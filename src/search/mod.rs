//! Query entry points.
//!
//! Four read-only operations share one descent engine:
//!
//! - [`PrefixTrie::search`] - best whole-string match within budget
//! - [`PrefixTrie::search_count`] - how many entries fall in budget
//! - [`PrefixTrie::search_substring`] - best windowed match in a text
//! - [`PrefixTrie::longest_prefix_match`] - longest exact prefix hit
//!
//! Exact lookups short-circuit through the entry set and never touch
//! the tree.

pub(crate) mod engine;
mod prefix;
mod substring;

pub use prefix::PrefixMatch;
pub use substring::SubstringMatch;

use crate::trie::PrefixTrie;
use engine::{Accept, Descent};

/// Result of a whole-string search.
#[derive(Debug, Clone, PartialEq, Eq)]
pub struct Match {
    /// The stored entry closest to the query
    pub entry: Vec<u8>,
    /// Levenshtein distance between query and entry
    pub distance: usize,
}

impl PrefixTrie {
    /// Find the stored entry with the smallest edit distance to
    /// `query`, provided that distance is at most `budget`.
    ///
    /// Ties are broken toward the lexicographically smallest entry.
    /// Without `allow_indels` the budget buys substitutions only, so
    /// entries of a different length than the query never match.
    /// `budget = 0` is an exact-membership probe.
    pub fn search(&self, query: &[u8], budget: usize) -> Option<Match> {
        // Exact hits take the O(1) set path regardless of budget
        if self.entries.contains(query) {
            return Some(Match {
                entry: query.to_vec(),
                distance: 0,
            });
        }
        if budget == 0 || self.entries.is_empty() {
            return None;
        }
        Descent::best_match(
            &self.store,
            query,
            budget,
            self.config.allow_indels,
            Accept::WholeQuery,
        )
        .map(|m| Match {
            entry: m.entry,
            distance: m.cost,
        })
    }

    /// Count the entries whose edit distance to `query` is at most
    /// `budget`.
    pub fn search_count(&self, query: &[u8], budget: usize) -> usize {
        if budget == 0 {
            return usize::from(self.entries.contains(query));
        }
        if self.entries.is_empty() {
            return 0;
        }
        Descent::count_matches(&self.store, query, budget, self.config.allow_indels) as usize
    }
}
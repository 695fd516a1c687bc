//! Windowed search: find a region of a text that some entry matches.

use crate::search::engine::{Accept, Descent};
use crate::trie::PrefixTrie;

/// Result of a substring search: the window `text[start..end]` is
/// within `distance` edits of `entry`.
#[derive(Debug, Clone, PartialEq, Eq)]
pub struct SubstringMatch {
    /// The stored entry matched against the window
    pub entry: Vec<u8>,
    /// Levenshtein distance between window and entry
    pub distance: usize,
    /// Window start offset in the text (inclusive)
    pub start: usize,
    /// Window end offset in the text (exclusive)
    pub end: usize,
}

impl PrefixTrie {
    /// Find a window of `text` within `budget` edits of some stored
    /// entry.
    ///
    /// Minimizes distance first, then window start, then window
    /// length; remaining ties go to the lexicographically smallest
    /// entry. Note that a stored empty entry matches the empty window
    /// at any position, so it wins every query at distance zero.
    pub fn search_substring(&self, text: &[u8], budget: usize) -> Option<SubstringMatch> {
        if self.entries.is_empty() {
            return None;
        }

        // An empty text still exposes the empty window at offset 0;
        // any other text never benefits from the trailing empty
        // window, since the same candidates exist at offset 0.
        let mut best: Option<SubstringMatch> = None;
        for start in 0..text.len().max(1) {
            let found = Descent::best_match(
                &self.store,
                &text[start..],
                budget,
                self.config.allow_indels,
                Accept::AnyPrefix,
            );
            if let Some(m) = found {
                // Later starts only win by strictly beating the
                // distance; equal distance keeps the earlier window.
                if best.as_ref().map_or(true, |b| m.cost < b.distance) {
                    let zero = m.cost == 0;
                    best = Some(SubstringMatch {
                        entry: m.entry,
                        distance: m.cost,
                        start,
                        end: start + m.consumed,
                    });
                    if zero {
                        break;
                    }
                }
            }
        }
        best
    }
}
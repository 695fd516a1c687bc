//! # ftrie - fuzzy prefix trie
//!
//! A path-compressed trie over byte strings with budget-limited fuzzy
//! lookup: given a query and an edit budget, find the stored entry at
//! the smallest Levenshtein distance within that budget.
//!
//! ## Architecture
//!
//! The crate is organized into these main modules:
//!
//! - [`trie`] - the compressed structure: node arena, construction,
//!   mutation, iteration
//! - [`search`] - exact, fuzzy, substring and longest-prefix queries
//! - [`compare`] - the widened byte-range comparison primitive
//! - [`snapshot`] - single-file binary persistence
//! - [`error`] - typed errors for contract violations
//!
//! ## Quick Start
//!
//! ```ignore
//! use ftrie::{PrefixTrie, TrieConfig};
//!
//! let trie = PrefixTrie::new(
//!     ["ACGT", "ACGG", "ACGC"],
//!     TrieConfig { allow_indels: true, ..Default::default() },
//! );
//!
//! // Exact hit, O(|query|)
//! assert!(trie.contains(b"ACGT"));
//!
//! // One edit of slack: substitutions, insertions and deletions
//! let hit = trie.search(b"ACGA", 1).unwrap();
//! assert_eq!(hit.distance, 1);
//!
//! // Where does an entry (approximately) occur inside a longer text?
//! let win = trie.search_substring(b"ttACGTtt", 0).unwrap();
//! assert_eq!((win.start, win.end), (2, 6));
//! ```
//!
//! ## Performance
//!
//! Edges carry multi-byte labels (path compression), so exact descent
//! compares whole label runs with 16-byte wide loads instead of one
//! node per byte. The fuzzy search walks the same structure with a
//! budgeted branch-and-bound; per-subtree entry-length bounds prune
//! branches whose length mismatch already exceeds the remaining
//! budget.

pub mod compare;
pub mod error;
pub mod search;
pub mod snapshot;
pub mod trie;

pub use error::TrieError;
pub use search::{Match, PrefixMatch, SubstringMatch};
pub use trie::{Entries, PrefixTrie, TrieConfig, TrieStats};
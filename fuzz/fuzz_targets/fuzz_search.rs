#![no_main]

use ftrie::{PrefixTrie, TrieConfig};
use libfuzzer_sys::fuzz_target;

fuzz_target!(|data: &[u8]| {
    // First byte picks the budget and edit model; the rest splits
    // into a query and the entry list.
    let Some((&control, rest)) = data.split_first() else {
        return;
    };
    let budget = (control & 0x07) as usize;
    let allow_indels = control & 0x08 != 0;

    let mut parts = rest.split(|&b| b == 0xFF);
    let query = parts.next().unwrap_or(b"");
    let entries: Vec<&[u8]> = parts.collect();

    let trie = PrefixTrie::new(
        entries.iter().copied(),
        TrieConfig {
            allow_indels,
            immutable: true,
        },
    );

    // Any reported match must be a stored entry within budget
    if let Some(hit) = trie.search(query, budget) {
        assert!(hit.distance <= budget);
        assert!(trie.contains(&hit.entry));
        if hit.distance == 0 {
            assert_eq!(hit.entry.as_slice(), query);
        }
        if !allow_indels {
            assert_eq!(hit.entry.len(), query.len());
        }
    }

    // Counting must agree with a non-counting probe on emptiness
    let count = trie.search_count(query, budget);
    assert_eq!(count > 0, trie.search(query, budget).is_some());

    // Substring hits must point at a real window
    if let Some(hit) = trie.search_substring(query, budget) {
        assert!(hit.distance <= budget);
        assert!(hit.start <= hit.end && hit.end <= query.len());
        assert!(trie.contains(&hit.entry));
    }
});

* _EXERCISE INSTRUCTIONS_: From the records above, quote only the lines running from the line with "smallest edit distance to" to the line with "query never match.", both lines included.

* _EXPECTED ANSWER_:
    /// Find the stored entry with the smallest edit distance to
    /// `query`, provided that distance is at most `budget`.
    ///
    /// Ties are broken toward the lexicographically smallest entry.
    /// Without `allow_indels` the budget buys substitutions only, so
    /// entries of a different length than the query never match.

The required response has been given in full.